_Instructions to follow_:
Copy, from the entries below, each line where the word "they" can be found.

(Dataset items)
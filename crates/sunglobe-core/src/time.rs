//! Time primitives for sunglobe
//!
//! Two notions of time flow through the system:
//! - LocalTime: the observer's own clock, microseconds since the Unix epoch
//! - ZoneTime: wall-clock fields (calendar date and time of day) of the target zone

use std::ops::{Add, Sub};
use std::time::Duration;

use chrono::{DateTime, NaiveDateTime, TimeDelta, Timelike, Utc};

use crate::{GlobeError, GlobeResult};

/// Local clock reading - microseconds since the Unix epoch
#[derive(Clone, Copy, PartialEq, Eq, PartialOrd, Ord, Hash, Default)]
pub struct LocalTime(pub i64);

impl LocalTime {
    pub const ZERO: LocalTime = LocalTime(0);

    #[inline]
    pub fn from_micros(micros: i64) -> Self {
        LocalTime(micros)
    }

    #[inline]
    pub fn from_millis(millis: i64) -> Self {
        LocalTime(millis * 1000)
    }

    #[inline]
    pub fn from_secs(secs: i64) -> Self {
        LocalTime(secs * 1_000_000)
    }

    /// Read the system wall clock
    pub fn now() -> Self {
        Self::from_utc(Utc::now())
    }

    #[inline]
    pub fn from_utc(utc: DateTime<Utc>) -> Self {
        LocalTime(utc.timestamp_micros())
    }

    #[inline]
    pub fn as_micros(self) -> i64 {
        self.0
    }

    #[inline]
    pub fn as_millis(self) -> i64 {
        self.0 / 1000
    }

    #[inline]
    pub fn as_secs_f64(self) -> f64 {
        self.0 as f64 / 1_000_000.0
    }

    /// Convert to a UTC instant
    pub fn to_utc(self) -> DateTime<Utc> {
        let secs = self.0.div_euclid(1_000_000);
        let nanos = (self.0.rem_euclid(1_000_000) * 1000) as u32;
        DateTime::from_timestamp(secs, nanos).unwrap_or_default()
    }

    /// Time elapsed since `earlier`, zero if `earlier` is in the future
    #[inline]
    pub fn saturating_since(self, earlier: LocalTime) -> Duration {
        self - earlier
    }

    #[inline]
    pub fn saturating_add(self, duration: Duration) -> Self {
        LocalTime(self.0.saturating_add(micros_of(duration)))
    }

    #[inline]
    pub fn saturating_sub(self, duration: Duration) -> Self {
        LocalTime(self.0.saturating_sub(micros_of(duration)))
    }
}

/// Whole microseconds in `duration`, clamped to `i64::MAX`
#[inline]
fn micros_of(duration: Duration) -> i64 {
    i64::try_from(duration.as_micros()).unwrap_or(i64::MAX)
}

impl Add<Duration> for LocalTime {
    type Output = LocalTime;

    #[inline]
    fn add(self, rhs: Duration) -> Self::Output {
        self.saturating_add(rhs)
    }
}

impl Sub<Duration> for LocalTime {
    type Output = LocalTime;

    #[inline]
    fn sub(self, rhs: Duration) -> Self::Output {
        self.saturating_sub(rhs)
    }
}

impl Sub<LocalTime> for LocalTime {
    type Output = Duration;

    #[inline]
    fn sub(self, rhs: LocalTime) -> Self::Output {
        match self.0.checked_sub(rhs.0) {
            Some(diff) if diff >= 0 => Duration::from_micros(diff as u64),
            Some(_) => Duration::ZERO,
            // Only overflows when the operands have opposite signs
            None if self.0 > rhs.0 => Duration::from_micros(self.0.abs_diff(rhs.0)),
            None => Duration::ZERO,
        }
    }
}

impl std::fmt::Debug for LocalTime {
    fn fmt(&self, f: &mut std::fmt::Formatter<'_>) -> std::fmt::Result {
        write!(f, "local({})", self.to_utc().format("%Y-%m-%dT%H:%M:%S%.3fZ"))
    }
}

/// Zone wall-clock time
///
/// Holds the calendar and time-of-day fields as they read in the target zone.
/// No offset is attached: the zone is fixed for the whole process.
#[derive(Clone, Copy, PartialEq, Eq, PartialOrd, Ord, Hash)]
pub struct ZoneTime(NaiveDateTime);

impl ZoneTime {
    #[inline]
    pub fn new(fields: NaiveDateTime) -> Self {
        ZoneTime(fields)
    }

    #[inline]
    pub fn naive(&self) -> NaiveDateTime {
        self.0
    }

    /// Parse an ISO-8601 datetime as sent by the time service.
    ///
    /// With an explicit offset (`2024-01-01T10:00:00.5-03:00`) the fields are
    /// taken as written, which is the zone's wall clock. Without one
    /// (`2024-01-01T10:00:00`) they are taken verbatim as well.
    pub fn parse_iso8601(raw: &str) -> GlobeResult<Self> {
        let trimmed = raw.trim();
        if let Ok(with_offset) = DateTime::parse_from_rfc3339(trimmed) {
            return Ok(ZoneTime(with_offset.naive_local()));
        }
        NaiveDateTime::parse_from_str(trimmed, "%Y-%m-%dT%H:%M:%S%.f")
            .map(ZoneTime)
            .map_err(|_| GlobeError::MalformedDatetime(raw.to_string()))
    }

    /// Advance by an elapsed local duration.
    /// Saturates at the last representable instant instead of overflowing.
    pub fn advance(self, elapsed: Duration) -> Self {
        let delta = TimeDelta::from_std(elapsed).unwrap_or(TimeDelta::MAX);
        match self.0.checked_add_signed(delta) {
            Some(fields) => ZoneTime(fields),
            None => ZoneTime(NaiveDateTime::MAX),
        }
    }

    /// Time of day as `hours + minutes/60 + seconds/3600`, in `[0, 24)`.
    /// Sub-second precision is dropped.
    pub fn fractional_hour(&self) -> f64 {
        let t = self.0.time();
        t.hour() as f64 + t.minute() as f64 / 60.0 + t.second() as f64 / 3600.0
    }
}

impl Sub<ZoneTime> for ZoneTime {
    type Output = TimeDelta;

    #[inline]
    fn sub(self, rhs: ZoneTime) -> Self::Output {
        self.0 - rhs.0
    }
}

impl std::fmt::Debug for ZoneTime {
    fn fmt(&self, f: &mut std::fmt::Formatter<'_>) -> std::fmt::Result {
        write!(f, "zone({})", self.0.format("%Y-%m-%dT%H:%M:%S%.3f"))
    }
}

impl std::fmt::Display for ZoneTime {
    fn fmt(&self, f: &mut std::fmt::Formatter<'_>) -> std::fmt::Result {
        write!(f, "{}", self.0.format("%Y-%m-%dT%H:%M:%S"))
    }
}

#[cfg(test)]
mod tests {
    use super::*;
    use proptest::prelude::*;

    fn zt(raw: &str) -> ZoneTime {
        ZoneTime::parse_iso8601(raw).unwrap()
    }

    #[test]
    fn test_local_time_sub_saturates() {
        let a = LocalTime::from_millis(1_000);
        let b = LocalTime::from_millis(1_500);

        assert_eq!(b - a, Duration::from_millis(500));
        assert_eq!(a - b, Duration::ZERO);
    }

    #[test]
    fn test_local_time_arithmetic_saturates_at_range_ends() {
        let max = LocalTime::from_micros(i64::MAX);
        let min = LocalTime::from_micros(i64::MIN);

        assert_eq!(max + Duration::from_secs(1), max);
        assert_eq!(min - Duration::from_secs(1), min);
        assert_eq!(LocalTime::ZERO + Duration::MAX, max);
        assert_eq!(max - min, Duration::from_micros(u64::MAX));
        assert_eq!(min - max, Duration::ZERO);
        assert_eq!(
            max.saturating_since(LocalTime::from_micros(-10)),
            Duration::from_micros(i64::MAX as u64 + 10)
        );
    }

    #[test]
    fn test_local_time_utc_roundtrip_keeps_micros() {
        let t = LocalTime::from_micros(1_704_114_000_123_456);
        assert_eq!(LocalTime::from_utc(t.to_utc()), t);

        let before_epoch = LocalTime::from_micros(-1_500_000);
        assert_eq!(LocalTime::from_utc(before_epoch.to_utc()), before_epoch);
    }

    #[test]
    fn test_parse_naive() {
        let t = zt("2024-01-01T10:00:00");
        assert_eq!(t.to_string(), "2024-01-01T10:00:00");
    }

    #[test]
    fn test_parse_with_offset_keeps_wall_clock_fields() {
        let t = zt("2024-01-01T10:00:00.123456-03:00");
        assert_eq!(t.to_string(), "2024-01-01T10:00:00");
        assert_eq!(t.naive().and_utc().timestamp_subsec_micros(), 123_456);
    }

    #[test]
    fn test_parse_rejects_garbage() {
        assert_eq!(
            ZoneTime::parse_iso8601("yesterday"),
            Err(GlobeError::MalformedDatetime("yesterday".into()))
        );
        assert!(ZoneTime::parse_iso8601("").is_err());
        assert!(ZoneTime::parse_iso8601("2024-13-01T10:00:00").is_err());
    }

    #[test]
    fn test_advance_crosses_midnight() {
        let t = zt("2024-01-01T23:59:58").advance(Duration::from_secs(5));
        assert_eq!(t, zt("2024-01-02T00:00:03"));
    }

    #[test]
    fn test_fractional_hour() {
        let t = zt("2024-01-01T10:30:36");
        assert!((t.fractional_hour() - 10.51).abs() < 1e-9);

        let last = zt("2024-01-01T23:59:59.999");
        assert!(last.fractional_hour() < 24.0);
        assert_eq!(zt("2024-01-01T00:00:00").fractional_hour(), 0.0);
    }

    proptest! {
        #[test]
        fn prop_fractional_hour_in_range(secs in 0i64..4_000_000_000i64) {
            let fields = DateTime::from_timestamp(secs, 0).unwrap().naive_utc();
            let h = ZoneTime::new(fields).fractional_hour();
            prop_assert!((0.0..24.0).contains(&h));

            let t = fields.time();
            let back = (h * 3600.0).round() as u32;
            prop_assert_eq!(back, t.hour() * 3600 + t.minute() * 60 + t.second());
        }

        #[test]
        fn prop_advance_is_additive(a in 0u64..1_000_000_000, b in 0u64..1_000_000_000) {
            let base = zt("2024-01-01T10:00:00");
            let once = base.advance(Duration::from_micros(a + b));
            let twice = base.advance(Duration::from_micros(a)).advance(Duration::from_micros(b));
            prop_assert_eq!(once, twice);
        }
    }
}
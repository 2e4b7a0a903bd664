//! Sunglobe Time - clock synchronization and projection
//!
//! This crate implements the time core:
//! - Local clocks (system and manually driven)
//! - Remote time sources (HTTP JSON service)
//! - The clock synchronizer, sole writer of the authoritative reading
//! - The time projector, which turns a reading into "now" on every frame
//! - The sync schedule that spaces refresh attempts

pub mod clock;
pub mod projector;
pub mod schedule;
pub mod source;
pub mod sync;

pub use clock::*;
pub use projector::*;
pub use schedule::*;
pub use source::*;
pub use sync::*;
//! Declarative layout and manifest schema for fixed-width flat-file imports.
//!
//! A *layout* describes one legacy file format the way a COBOL copybook
//! would: an ordered list of header fields sliced by 1-based column
//! position, optional repeating OCCURS groups materialized into child
//! collections, and the parsing rules (date formats, overpunch handling,
//! trim behavior) that apply when a field does not override them.
//!
//! A *manifest* lists import jobs: which files to read, which layout to
//! decode them with, and which registered entity receives the values.
//!
//! Both are plain YAML, loaded with serde and validated structurally
//! before any data is touched. Positions are 1-based in the files and
//! converted by the parsing engine; unknown mapping keys are ignored for
//! forward compatibility.
//!
//! # Example
//!
//! ```yaml
//! headerFields:
//!   - name: claim-number
//!     target: ClaimNumber
//!     start: 1
//!     length: 10
//!     type: string
//! occursGroups: []
//! rules:
//!   string:
//!     defaultTrim: right
//! ```

mod codes;
mod error;
mod layout;
mod manifest;
mod rules;

pub use error::LayoutError;
pub use layout::{FieldKind, FieldSpec, Layout, OccursGroupSpec, SequenceSpec, TerminationMode};
pub use manifest::{JobMode, JobSpec, Manifest};
pub use rules::{
    AllZerosBehavior, BooleanBlankBehavior, BooleanRules, CaseMode, DateRules, IntegerRules,
    NumericRules, ParsingRules, StringBlankBehavior, StringRules, TrimMode,
};

/// Result type for layout and manifest operations.
pub type Result<T> = std::result::Result<T, LayoutError>;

_Result of the exercise_:
/// Holds the calendar and time-of-day fields as they read in the target zone.
    /// (`2024-01-01T10:00:00`) they are taken verbatim as well.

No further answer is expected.